- [EXERCISE REQUIREMENTS]: Transcribe, without any alteration, only the lines that begin at the line containing "let probe = config.probe_config();" and run to the last line below.

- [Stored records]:
*****
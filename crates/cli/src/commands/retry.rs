// SPDX-License-Identifier: MIT
// Copyright (c) 2026 Alfred Jean LLC

use std::sync::Arc;

use crate::cli::OutputFormat;
use crate::config::Config;
use crate::error::Result;
use crate::sync::{probe_once, ActionQueue, DrainReport, NetworkMonitor, SyncCoordinator, Transport};

use super::sync::transport_for;
use super::State;

pub fn run(state: &State, output: OutputFormat) -> Result<()> {
    let queue = Arc::new(state.open_queue()?);
    let transport = Arc::new(transport_for(&state.config));
    let runtime = tokio::runtime::Builder::new_current_thread().enable_all().build()?;
    let report = runtime.block_on(run_impl(queue, transport, &state.config))?;

    match output {
        OutputFormat::Text => println!("{}", summary(&report)),
        OutputFormat::Json => println!("{}", serde_json::to_string_pretty(&report)?),
    }
    Ok(())
}

/// Probes connectivity once, then drains ignoring backoff. Fails with
/// `Error::Offline` without submitting anything when the probe fails, even if
/// the queue is empty.
pub(crate) async fn run_impl(
    queue: Arc<ActionQueue>,
    transport: Arc<dyn Transport>,
    config: &Config,
) -> Result<DrainReport> {
    let probe = config.probe_config();
    let monitor = NetworkMonitor::new(probe_once(&probe.addr, probe.timeout).await);
    let coordinator =
        SyncCoordinator::new(queue, transport, monitor.observer(), config.sync_config());
    Ok(coordinator.retry_now().await?)
}

pub(crate) fn summary(report: &DrainReport) -> String {
    if report.attempted == 0 && report.skipped == 0 && !report.interrupted {
        return "Nothing to sync.".to_string();
    }
    let mut line = format!("Delivered {}, failed {}", report.succeeded, report.failed);
    if report.skipped > 0 {
        line.push_str(&format!(", skipped {}", report.skipped));
    }
    line.push('.');
    if report.interrupted {
        line.push_str(" Stopped early: connection lost.");
    }
    line
}

#[cfg(test)]
#[path = "retry_tests.rs"]
mod tests;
*****
- [RESPONSE]:
    let probe = config.probe_config();
    let monitor = NetworkMonitor::new(probe_once(&probe.addr, probe.timeout).await);
    let coordinator =
        SyncCoordinator::new(queue, transport, monitor.observer(), config.sync_config());
    Ok(coordinator.retry_now().await?)
}

pub(crate) fn summary(report: &DrainReport) -> String {
    if report.attempted == 0 && report.skipped == 0 && !report.interrupted {
        return "Nothing to sync.".to_string();
    }
    let mut line = format!("Delivered {}, failed {}", report.succeeded, report.failed);
    if report.skipped > 0 {
        line.push_str(&format!(", skipped {}", report.skipped));
    }
    line.push('.');
    if report.interrupted {
        line.push_str(" Stopped early: connection lost.");
    }
    line
}

#[cfg(test)]
#[path = "retry_tests.rs"]
mod tests;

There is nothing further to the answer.